◆ **EXERCISE DIRECTIONS**: Look for the string "demo" in the material below. Copy every line where you find it.

◆ **ENTRIES PROVIDED**:
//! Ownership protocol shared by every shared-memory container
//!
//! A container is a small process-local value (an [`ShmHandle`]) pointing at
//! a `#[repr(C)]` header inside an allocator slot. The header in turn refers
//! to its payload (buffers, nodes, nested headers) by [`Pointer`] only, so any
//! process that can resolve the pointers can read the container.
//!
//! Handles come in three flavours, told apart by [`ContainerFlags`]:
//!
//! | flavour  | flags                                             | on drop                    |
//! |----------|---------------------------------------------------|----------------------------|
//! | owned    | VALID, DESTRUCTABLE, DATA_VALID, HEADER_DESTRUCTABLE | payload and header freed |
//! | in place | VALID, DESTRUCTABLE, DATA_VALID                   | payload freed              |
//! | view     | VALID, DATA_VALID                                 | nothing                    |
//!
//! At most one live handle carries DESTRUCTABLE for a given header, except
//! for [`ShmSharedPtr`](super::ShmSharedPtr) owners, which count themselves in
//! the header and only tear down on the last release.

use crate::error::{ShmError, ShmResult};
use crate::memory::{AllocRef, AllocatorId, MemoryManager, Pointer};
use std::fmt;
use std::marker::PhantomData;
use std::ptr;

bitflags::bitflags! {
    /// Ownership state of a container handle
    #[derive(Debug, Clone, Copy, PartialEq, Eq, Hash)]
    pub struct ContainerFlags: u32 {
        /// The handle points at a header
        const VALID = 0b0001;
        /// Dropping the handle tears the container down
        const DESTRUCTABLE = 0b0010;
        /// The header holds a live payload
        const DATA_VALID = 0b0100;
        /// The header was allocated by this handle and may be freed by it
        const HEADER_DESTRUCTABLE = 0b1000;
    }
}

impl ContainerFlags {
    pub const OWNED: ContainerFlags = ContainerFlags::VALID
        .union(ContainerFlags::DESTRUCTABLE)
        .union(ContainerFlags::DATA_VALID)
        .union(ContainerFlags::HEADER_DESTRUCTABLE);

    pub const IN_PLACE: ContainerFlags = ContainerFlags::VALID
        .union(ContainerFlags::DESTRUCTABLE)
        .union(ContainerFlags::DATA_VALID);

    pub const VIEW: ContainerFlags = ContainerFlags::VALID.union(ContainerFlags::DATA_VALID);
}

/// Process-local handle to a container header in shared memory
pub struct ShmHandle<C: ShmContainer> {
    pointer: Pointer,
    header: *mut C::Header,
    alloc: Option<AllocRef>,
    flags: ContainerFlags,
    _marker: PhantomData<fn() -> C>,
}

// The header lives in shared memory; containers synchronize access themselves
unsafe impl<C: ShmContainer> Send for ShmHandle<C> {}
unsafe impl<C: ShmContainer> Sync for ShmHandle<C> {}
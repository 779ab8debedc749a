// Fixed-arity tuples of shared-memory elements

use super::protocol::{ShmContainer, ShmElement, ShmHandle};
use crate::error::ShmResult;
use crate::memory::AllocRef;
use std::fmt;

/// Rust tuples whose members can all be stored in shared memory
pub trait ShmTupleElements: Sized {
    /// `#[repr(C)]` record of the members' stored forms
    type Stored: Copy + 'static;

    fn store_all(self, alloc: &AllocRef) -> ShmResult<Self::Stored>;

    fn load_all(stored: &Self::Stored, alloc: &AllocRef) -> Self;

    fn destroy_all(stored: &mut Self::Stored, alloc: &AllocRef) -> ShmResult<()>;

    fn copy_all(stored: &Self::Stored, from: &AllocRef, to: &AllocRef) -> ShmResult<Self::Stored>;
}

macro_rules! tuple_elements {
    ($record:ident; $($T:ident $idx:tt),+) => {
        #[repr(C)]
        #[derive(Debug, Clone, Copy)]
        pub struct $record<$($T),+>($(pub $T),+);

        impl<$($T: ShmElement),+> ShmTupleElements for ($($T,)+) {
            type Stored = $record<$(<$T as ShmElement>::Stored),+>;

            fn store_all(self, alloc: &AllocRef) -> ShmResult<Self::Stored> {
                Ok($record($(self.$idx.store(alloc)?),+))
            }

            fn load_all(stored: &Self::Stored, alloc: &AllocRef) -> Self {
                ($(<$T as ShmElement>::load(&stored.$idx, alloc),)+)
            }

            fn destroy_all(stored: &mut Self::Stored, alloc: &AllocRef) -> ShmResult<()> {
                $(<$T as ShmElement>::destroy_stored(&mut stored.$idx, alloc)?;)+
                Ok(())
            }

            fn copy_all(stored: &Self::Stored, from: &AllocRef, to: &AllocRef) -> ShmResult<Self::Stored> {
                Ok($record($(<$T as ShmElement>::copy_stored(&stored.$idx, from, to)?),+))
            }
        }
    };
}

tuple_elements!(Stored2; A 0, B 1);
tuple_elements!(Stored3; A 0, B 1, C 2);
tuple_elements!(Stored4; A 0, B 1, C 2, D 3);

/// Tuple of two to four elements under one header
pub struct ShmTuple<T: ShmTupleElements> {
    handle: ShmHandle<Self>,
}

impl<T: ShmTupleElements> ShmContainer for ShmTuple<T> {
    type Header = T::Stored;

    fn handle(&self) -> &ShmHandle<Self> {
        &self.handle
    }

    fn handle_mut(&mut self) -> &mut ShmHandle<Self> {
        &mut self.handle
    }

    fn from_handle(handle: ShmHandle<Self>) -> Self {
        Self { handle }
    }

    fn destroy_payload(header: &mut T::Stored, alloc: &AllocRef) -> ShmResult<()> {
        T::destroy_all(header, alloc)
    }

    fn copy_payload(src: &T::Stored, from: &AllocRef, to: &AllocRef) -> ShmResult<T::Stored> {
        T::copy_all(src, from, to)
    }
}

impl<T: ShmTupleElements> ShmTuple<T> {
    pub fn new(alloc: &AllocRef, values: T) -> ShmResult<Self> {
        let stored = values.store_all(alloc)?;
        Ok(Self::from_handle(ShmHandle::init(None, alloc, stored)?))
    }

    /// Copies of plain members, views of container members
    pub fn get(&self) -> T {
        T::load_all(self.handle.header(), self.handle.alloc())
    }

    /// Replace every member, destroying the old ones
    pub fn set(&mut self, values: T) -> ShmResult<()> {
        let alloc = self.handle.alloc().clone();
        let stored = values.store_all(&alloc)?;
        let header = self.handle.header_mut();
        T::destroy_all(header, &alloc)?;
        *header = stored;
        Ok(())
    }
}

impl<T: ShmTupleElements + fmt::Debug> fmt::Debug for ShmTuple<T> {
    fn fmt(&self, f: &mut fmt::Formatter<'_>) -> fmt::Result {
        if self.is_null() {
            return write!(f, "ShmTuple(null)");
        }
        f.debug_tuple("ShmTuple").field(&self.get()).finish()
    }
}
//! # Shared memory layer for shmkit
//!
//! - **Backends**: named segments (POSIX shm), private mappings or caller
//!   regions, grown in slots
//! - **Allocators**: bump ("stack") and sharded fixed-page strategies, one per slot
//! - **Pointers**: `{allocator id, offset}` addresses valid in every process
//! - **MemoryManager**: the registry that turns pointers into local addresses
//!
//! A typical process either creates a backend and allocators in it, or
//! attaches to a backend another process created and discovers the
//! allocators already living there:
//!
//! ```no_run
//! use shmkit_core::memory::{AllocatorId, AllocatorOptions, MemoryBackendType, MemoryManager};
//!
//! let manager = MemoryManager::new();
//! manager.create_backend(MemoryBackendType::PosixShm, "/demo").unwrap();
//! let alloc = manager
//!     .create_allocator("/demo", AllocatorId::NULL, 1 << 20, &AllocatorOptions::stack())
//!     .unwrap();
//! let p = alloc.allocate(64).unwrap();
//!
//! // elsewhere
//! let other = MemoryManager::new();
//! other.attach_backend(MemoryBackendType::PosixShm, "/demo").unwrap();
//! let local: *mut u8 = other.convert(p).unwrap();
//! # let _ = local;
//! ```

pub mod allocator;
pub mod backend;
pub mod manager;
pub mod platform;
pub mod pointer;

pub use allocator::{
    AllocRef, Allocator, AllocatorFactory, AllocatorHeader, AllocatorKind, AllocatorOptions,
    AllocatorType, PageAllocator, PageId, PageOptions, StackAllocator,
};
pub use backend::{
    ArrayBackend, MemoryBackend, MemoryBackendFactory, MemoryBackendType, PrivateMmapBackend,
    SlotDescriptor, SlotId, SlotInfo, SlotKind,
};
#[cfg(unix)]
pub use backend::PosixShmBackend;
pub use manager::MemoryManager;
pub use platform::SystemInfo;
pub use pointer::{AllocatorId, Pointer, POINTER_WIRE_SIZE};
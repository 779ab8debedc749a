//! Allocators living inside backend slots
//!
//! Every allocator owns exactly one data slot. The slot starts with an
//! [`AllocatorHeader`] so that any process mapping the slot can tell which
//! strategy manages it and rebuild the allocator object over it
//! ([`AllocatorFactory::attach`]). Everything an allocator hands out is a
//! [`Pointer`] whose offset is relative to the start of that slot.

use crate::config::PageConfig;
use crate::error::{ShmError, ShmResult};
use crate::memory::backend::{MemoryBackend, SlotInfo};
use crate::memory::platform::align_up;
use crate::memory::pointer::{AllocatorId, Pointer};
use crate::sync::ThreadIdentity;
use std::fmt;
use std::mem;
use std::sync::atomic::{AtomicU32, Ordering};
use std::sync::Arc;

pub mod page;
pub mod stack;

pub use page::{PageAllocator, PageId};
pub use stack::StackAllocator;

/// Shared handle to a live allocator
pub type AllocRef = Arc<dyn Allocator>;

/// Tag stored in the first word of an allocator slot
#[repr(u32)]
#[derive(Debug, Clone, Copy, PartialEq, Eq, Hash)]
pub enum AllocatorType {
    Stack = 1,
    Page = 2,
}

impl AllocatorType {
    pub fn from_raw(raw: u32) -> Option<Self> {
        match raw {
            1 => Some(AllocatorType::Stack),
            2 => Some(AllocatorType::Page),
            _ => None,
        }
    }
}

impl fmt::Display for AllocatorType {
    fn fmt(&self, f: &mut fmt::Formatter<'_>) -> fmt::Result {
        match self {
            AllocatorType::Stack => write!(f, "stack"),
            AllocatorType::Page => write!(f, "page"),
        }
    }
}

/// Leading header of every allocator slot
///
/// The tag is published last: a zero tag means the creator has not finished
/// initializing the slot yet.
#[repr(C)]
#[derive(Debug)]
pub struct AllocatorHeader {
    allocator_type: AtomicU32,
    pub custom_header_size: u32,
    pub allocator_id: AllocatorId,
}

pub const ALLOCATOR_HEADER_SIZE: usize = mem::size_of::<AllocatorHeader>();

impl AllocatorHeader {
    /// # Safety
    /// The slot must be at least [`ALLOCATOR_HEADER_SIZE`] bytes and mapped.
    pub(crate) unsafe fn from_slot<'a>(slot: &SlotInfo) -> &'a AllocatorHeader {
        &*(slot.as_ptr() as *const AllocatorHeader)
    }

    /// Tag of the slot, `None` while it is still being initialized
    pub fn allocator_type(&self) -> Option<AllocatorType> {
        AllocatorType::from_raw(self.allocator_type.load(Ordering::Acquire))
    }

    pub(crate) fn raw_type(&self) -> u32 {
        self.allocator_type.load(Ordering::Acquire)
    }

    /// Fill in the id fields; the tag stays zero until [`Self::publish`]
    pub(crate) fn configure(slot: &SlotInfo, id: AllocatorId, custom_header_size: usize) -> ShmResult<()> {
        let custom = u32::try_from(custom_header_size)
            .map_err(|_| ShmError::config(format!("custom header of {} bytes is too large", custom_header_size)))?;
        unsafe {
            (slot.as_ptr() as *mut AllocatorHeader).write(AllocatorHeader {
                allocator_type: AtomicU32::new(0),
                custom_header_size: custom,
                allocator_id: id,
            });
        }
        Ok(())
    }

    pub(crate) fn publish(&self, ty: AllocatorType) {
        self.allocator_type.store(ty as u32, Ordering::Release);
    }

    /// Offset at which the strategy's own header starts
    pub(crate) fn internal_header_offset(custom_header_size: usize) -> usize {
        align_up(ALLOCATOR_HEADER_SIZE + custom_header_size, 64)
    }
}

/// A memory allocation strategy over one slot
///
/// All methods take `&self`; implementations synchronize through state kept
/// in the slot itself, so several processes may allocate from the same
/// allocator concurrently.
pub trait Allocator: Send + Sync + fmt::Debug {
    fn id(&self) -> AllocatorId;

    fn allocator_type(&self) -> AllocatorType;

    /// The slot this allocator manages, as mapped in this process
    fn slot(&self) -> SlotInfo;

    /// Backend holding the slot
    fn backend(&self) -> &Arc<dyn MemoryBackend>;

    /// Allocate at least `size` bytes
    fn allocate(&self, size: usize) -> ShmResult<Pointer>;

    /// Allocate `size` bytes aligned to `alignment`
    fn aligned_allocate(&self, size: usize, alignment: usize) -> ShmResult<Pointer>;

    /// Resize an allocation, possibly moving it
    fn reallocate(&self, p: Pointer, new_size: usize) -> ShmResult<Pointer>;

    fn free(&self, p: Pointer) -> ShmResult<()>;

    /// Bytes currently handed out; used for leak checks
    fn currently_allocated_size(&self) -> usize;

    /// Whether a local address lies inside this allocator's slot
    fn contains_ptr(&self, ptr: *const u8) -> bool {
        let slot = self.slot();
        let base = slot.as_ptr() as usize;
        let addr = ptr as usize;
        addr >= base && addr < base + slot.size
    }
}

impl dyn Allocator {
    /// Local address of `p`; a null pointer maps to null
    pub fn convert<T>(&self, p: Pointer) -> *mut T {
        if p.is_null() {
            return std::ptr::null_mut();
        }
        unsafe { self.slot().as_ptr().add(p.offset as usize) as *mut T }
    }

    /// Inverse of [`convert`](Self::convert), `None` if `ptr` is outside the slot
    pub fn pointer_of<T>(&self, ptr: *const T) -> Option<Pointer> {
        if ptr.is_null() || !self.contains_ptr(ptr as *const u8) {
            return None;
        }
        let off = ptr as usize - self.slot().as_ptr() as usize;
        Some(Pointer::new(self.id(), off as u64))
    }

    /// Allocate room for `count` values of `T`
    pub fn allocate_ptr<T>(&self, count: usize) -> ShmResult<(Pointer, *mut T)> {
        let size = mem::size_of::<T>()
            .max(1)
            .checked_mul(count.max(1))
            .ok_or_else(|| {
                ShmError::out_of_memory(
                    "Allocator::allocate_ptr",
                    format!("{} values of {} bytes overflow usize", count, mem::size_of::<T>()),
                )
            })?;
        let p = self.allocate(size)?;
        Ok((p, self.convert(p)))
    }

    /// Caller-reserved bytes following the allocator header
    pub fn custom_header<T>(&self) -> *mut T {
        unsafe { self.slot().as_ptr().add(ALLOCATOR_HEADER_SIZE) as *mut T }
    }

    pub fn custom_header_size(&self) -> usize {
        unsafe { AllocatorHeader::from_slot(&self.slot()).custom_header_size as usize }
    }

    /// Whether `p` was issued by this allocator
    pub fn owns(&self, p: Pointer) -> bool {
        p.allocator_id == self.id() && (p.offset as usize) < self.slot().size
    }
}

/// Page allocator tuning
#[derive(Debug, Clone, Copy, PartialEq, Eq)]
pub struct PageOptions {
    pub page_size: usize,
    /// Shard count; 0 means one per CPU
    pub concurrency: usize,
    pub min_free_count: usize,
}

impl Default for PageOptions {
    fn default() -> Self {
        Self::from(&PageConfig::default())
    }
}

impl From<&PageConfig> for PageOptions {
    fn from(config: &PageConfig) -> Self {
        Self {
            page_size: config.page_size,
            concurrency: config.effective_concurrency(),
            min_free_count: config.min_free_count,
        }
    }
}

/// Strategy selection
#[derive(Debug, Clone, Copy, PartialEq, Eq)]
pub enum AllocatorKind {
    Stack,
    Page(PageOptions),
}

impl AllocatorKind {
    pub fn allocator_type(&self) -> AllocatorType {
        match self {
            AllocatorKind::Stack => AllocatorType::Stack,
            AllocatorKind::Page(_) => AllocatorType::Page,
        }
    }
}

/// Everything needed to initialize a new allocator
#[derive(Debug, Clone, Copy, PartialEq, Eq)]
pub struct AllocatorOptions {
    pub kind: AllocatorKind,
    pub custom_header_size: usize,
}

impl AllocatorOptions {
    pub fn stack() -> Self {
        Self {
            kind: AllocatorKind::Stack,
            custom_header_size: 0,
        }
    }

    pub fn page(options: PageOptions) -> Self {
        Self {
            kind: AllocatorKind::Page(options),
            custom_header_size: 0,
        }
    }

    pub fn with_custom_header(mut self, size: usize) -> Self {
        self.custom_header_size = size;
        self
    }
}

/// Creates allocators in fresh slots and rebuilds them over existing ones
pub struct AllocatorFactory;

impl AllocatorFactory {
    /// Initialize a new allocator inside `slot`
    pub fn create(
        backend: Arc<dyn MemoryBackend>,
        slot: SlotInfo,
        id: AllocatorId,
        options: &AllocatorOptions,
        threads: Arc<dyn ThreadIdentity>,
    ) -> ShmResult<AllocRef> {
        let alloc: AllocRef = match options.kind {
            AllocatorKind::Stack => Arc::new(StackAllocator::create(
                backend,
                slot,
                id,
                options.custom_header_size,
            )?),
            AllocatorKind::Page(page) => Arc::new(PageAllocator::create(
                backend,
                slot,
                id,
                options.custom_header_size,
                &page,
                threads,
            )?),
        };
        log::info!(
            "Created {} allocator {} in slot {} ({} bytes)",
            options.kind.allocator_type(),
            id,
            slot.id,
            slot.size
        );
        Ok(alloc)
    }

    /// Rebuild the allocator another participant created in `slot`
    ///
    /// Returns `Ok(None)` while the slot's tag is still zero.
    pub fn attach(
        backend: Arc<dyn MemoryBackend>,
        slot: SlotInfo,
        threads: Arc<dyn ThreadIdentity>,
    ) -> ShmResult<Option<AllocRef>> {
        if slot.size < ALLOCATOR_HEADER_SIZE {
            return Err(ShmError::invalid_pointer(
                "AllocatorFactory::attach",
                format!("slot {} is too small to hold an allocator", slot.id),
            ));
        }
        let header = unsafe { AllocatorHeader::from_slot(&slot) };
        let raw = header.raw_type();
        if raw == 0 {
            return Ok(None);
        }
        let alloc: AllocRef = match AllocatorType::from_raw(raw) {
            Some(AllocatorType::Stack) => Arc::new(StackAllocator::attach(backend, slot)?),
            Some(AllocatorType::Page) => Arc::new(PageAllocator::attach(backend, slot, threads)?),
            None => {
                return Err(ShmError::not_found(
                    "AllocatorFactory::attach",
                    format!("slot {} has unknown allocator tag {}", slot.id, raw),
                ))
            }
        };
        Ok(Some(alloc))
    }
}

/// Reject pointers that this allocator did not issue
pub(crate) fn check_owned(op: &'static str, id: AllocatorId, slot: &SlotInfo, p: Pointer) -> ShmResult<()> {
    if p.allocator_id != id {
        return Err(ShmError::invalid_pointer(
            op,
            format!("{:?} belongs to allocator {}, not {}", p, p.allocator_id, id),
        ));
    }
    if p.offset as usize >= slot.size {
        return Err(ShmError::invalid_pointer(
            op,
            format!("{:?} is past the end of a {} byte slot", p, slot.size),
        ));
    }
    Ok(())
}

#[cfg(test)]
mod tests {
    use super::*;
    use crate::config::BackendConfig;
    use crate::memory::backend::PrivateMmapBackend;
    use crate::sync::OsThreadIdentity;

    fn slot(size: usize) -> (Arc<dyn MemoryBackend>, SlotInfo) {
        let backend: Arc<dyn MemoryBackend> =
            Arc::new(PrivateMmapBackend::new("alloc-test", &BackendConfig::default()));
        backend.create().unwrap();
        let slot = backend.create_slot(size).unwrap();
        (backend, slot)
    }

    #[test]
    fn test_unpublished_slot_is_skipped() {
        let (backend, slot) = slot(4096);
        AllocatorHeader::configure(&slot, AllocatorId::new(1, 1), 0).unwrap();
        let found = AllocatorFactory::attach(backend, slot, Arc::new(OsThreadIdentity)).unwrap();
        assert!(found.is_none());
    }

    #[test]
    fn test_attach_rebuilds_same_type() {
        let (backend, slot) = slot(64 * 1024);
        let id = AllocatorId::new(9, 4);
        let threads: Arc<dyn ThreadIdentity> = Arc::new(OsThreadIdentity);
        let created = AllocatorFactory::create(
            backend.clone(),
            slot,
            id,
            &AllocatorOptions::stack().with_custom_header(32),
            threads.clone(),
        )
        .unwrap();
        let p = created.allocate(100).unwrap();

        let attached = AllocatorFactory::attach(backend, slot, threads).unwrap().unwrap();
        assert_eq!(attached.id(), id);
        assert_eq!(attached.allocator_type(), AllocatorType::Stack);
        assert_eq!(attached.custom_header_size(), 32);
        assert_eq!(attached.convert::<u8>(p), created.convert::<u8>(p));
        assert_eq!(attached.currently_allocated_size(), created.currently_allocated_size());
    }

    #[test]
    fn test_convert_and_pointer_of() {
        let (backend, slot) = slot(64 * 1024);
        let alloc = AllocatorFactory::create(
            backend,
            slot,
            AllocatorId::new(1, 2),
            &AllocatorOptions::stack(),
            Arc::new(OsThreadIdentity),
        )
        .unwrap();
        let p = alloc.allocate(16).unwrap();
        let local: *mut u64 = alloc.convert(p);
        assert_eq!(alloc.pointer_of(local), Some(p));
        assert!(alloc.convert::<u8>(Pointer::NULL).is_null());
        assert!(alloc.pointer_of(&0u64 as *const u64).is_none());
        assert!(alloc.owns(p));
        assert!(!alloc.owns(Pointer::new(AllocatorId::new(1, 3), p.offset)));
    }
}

◆ **TASK SOLUTION**:
//! manager.create_backend(MemoryBackendType::PosixShm, "/demo").unwrap();
//!     .create_allocator("/demo", AllocatorId::NULL, 1 << 20, &AllocatorOptions::stack())
//! other.attach_backend(MemoryBackendType::PosixShm, "/demo").unwrap();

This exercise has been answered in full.